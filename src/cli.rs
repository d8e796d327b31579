//! CLI interface for the ATS analyzer

use crate::config::OutputFormat;
use clap::{Parser, Subcommand};
use std::path::{Path, PathBuf};

#[derive(Parser)]
#[command(name = "resume-ats")]
#[command(about = "ATS compatibility analyzer for structured resume data")]
#[command(long_about = "Score a resume for applicant tracking system compatibility across keywords, formatting, structure, completeness and readability")]
pub struct Cli {
    #[command(subcommand)]
    pub command: Commands,

    /// Enable verbose logging
    #[arg(short, long, global = true)]
    pub verbose: bool,

    /// Configuration file path
    #[arg(short, long, global = true)]
    pub config: Option<PathBuf>,
}

#[derive(Subcommand)]
pub enum Commands {
    /// Analyze a resume for ATS compatibility
    Analyze {
        /// Path to resume data file (JSON, TOML)
        #[arg(short, long)]
        resume: PathBuf,

        /// Output format: console, json, markdown, html
        #[arg(short, long)]
        output: Option<String>,

        /// Output detailed analysis
        #[arg(short, long)]
        detailed: bool,

        /// Save output to file
        #[arg(short, long, conflicts_with = "save_dir")]
        save: Option<PathBuf>,

        /// Save output into a directory with a generated file name
        #[arg(long)]
        save_dir: Option<PathBuf>,

        /// Disable colored console output
        #[arg(long)]
        no_color: bool,
    },

    /// List the keyword dictionary
    Keywords {
        /// Only show one category: technology, academic, executive, general
        #[arg(short = 'k', long)]
        category: Option<String>,
    },

    /// Show configuration
    Config {
        #[command(subcommand)]
        action: Option<ConfigAction>,
    },
}

#[derive(Subcommand)]
pub enum ConfigAction {
    /// Show current configuration
    Show,

    /// Reset configuration to defaults
    Reset,

    /// Print the configuration file path
    Path,
}

/// Parse and validate output format
pub fn parse_output_format(format: &str) -> Result<OutputFormat, String> {
    match format.to_lowercase().as_str() {
        "console" => Ok(OutputFormat::Console),
        "json" => Ok(OutputFormat::Json),
        "markdown" | "md" => Ok(OutputFormat::Markdown),
        "html" => Ok(OutputFormat::Html),
        _ => Err(format!(
            "Invalid output format: {}. Supported: console, json, markdown, html",
            format
        )),
    }
}

/// Validate file extension
pub fn validate_file_extension(path: &Path, allowed_extensions: &[&str]) -> Result<(), String> {
    match path.extension().and_then(|ext| ext.to_str()) {
        Some(ext) => {
            if allowed_extensions.contains(&ext.to_lowercase().as_str()) {
                Ok(())
            } else {
                Err(format!(
                    "Unsupported file extension: .{}. Allowed: {}",
                    ext,
                    allowed_extensions.join(", ")
                ))
            }
        }
        None => Err("File has no extension".to_string()),
    }
}
#[cfg(test)]
mod tests {
    use super::*;
    use crate::analysis::analyze;
    use crate::model::ResumeData;
    use tempfile::TempDir;

    fn sample_report(name: &str) -> AtsReport {
        let mut resume = ResumeData::default();
        resume.personal_info.full_name = name.to_string();
        resume.skills.languages = vec!["Python".to_string(), "Java".to_string()];
        AtsReport::new(analyze(&resume), "resumes/sample.json", name, 1)
    }

    #[test]
    fn test_console_plain_output() {
        let report = sample_report("Jane Doe");
        let output = ConsoleFormatter::new(false, true).format_report(&report).unwrap();

        assert!(output.contains("Resume: sample.json (Jane Doe)"));
        assert!(output.contains(&format!("Overall Score: {}% [POOR]", report.analysis.score.overall)));
        assert!(output.contains("[*] Resume Too Short (medium impact)"));
        assert!(output.contains("[!] No Work Experience (high impact)"));
        assert!(output.contains("Fix:"));
        assert!(output.contains("python ×1"));
        assert!(!output.contains('\u{1b}'));
    }

    #[test]
    fn test_console_summary_hides_descriptions() {
        let report = sample_report("Jane Doe");
        let brief = ConsoleFormatter::new(false, false).format_report(&report).unwrap();
        let detailed = ConsoleFormatter::new(false, true).format_report(&report).unwrap();

        let description = &report.analysis.issues[0].description;
        assert!(!brief.contains(description.as_str()));
        assert!(detailed.contains(description.as_str()));
    }

    #[test]
    fn test_json_is_bare_analysis() {
        let report = sample_report("Jane Doe");
        let output = JsonFormatter::new(false).format_report(&report).unwrap();
        let value: serde_json::Value = serde_json::from_str(&output).unwrap();

        assert_eq!(value["estimatedATSCompatibility"], "poor");
        assert!(value["score"]["sections"]["keywords"].is_u64());
        assert!(value.get("metadata").is_none());
        assert!(!output.contains('\n'));
    }

    #[test]
    fn test_markdown_tables() {
        let report = sample_report("Jane Doe");
        let output = MarkdownFormatter::new(true).format_report(&report).unwrap();

        assert!(output.starts_with("# 📊 ATS Compatibility Report"));
        assert!(output.contains("| Keywords | 40% |"));
        assert!(output.contains("### Completeness"));
        assert!(output.contains("| python | 1 |"));
        assert!(output.contains("**Candidate:** Jane Doe"));
    }

    #[test]
    fn test_html_escapes_content() {
        let report = sample_report("<script>alert()</script>");
        let output = HtmlFormatter::new(false).format_report(&report).unwrap();

        assert!(output.starts_with("<!DOCTYPE html>"));
        assert!(!output.contains("<style>"));
        assert!(!output.contains("<script>"));
        assert!(output.contains("score-poor"));
        assert!(output.contains("Resume Too Short"));
    }

    #[test]
    fn test_report_generator_dispatch() {
        let report = sample_report("Jane Doe");
        let generator = ReportGenerator::with_options(false, false, true, false, true);

        let json = generator.generate_report(&report, OutputFormat::Json).unwrap();
        assert!(json.contains("\"passedChecks\""));
        let md = generator.generate_report(&report, OutputFormat::Markdown).unwrap();
        assert!(!md.contains("**Generated:**"));
        let html = generator.generate_report(&report, OutputFormat::Html).unwrap();
        assert!(html.contains("<style>"));
    }

    #[test]
    fn test_formatters_report_their_format() {
        assert_eq!(ConsoleFormatter::new(false, false).supports_format(), OutputFormat::Console);
        assert_eq!(JsonFormatter::new(true).supports_format(), OutputFormat::Json);
        assert_eq!(MarkdownFormatter::new(true).supports_format(), OutputFormat::Markdown);
        assert_eq!(HtmlFormatter::new(true).supports_format(), OutputFormat::Html);
    }

    #[test]
    fn test_suggest_filename() {
        assert_eq!(
            suggest_filename(OutputFormat::Markdown, "cv/jane_doe.json", false),
            "jane_doe_ats.md"
        );
        assert_eq!(
            suggest_filename(OutputFormat::Console, "jane.toml", false),
            "jane_ats.txt"
        );
        let stamped = suggest_filename(OutputFormat::Html, "jane.json", true);
        assert!(stamped.starts_with("jane_ats_"));
        assert!(stamped.ends_with(".html"));
    }

    #[test]
    fn test_save_report_creates_directories() {
        let dir = TempDir::new().unwrap();
        let path = dir.path().join("reports").join("out.md");

        save_report_to_file("# report", &path).unwrap();
        assert_eq!(std::fs::read_to_string(&path).unwrap(), "# report");
    }
}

----------------

**The problem:**
Where a line in the data contains the string "Result", add it to your count, and give only the final number.

**Task solution:**
2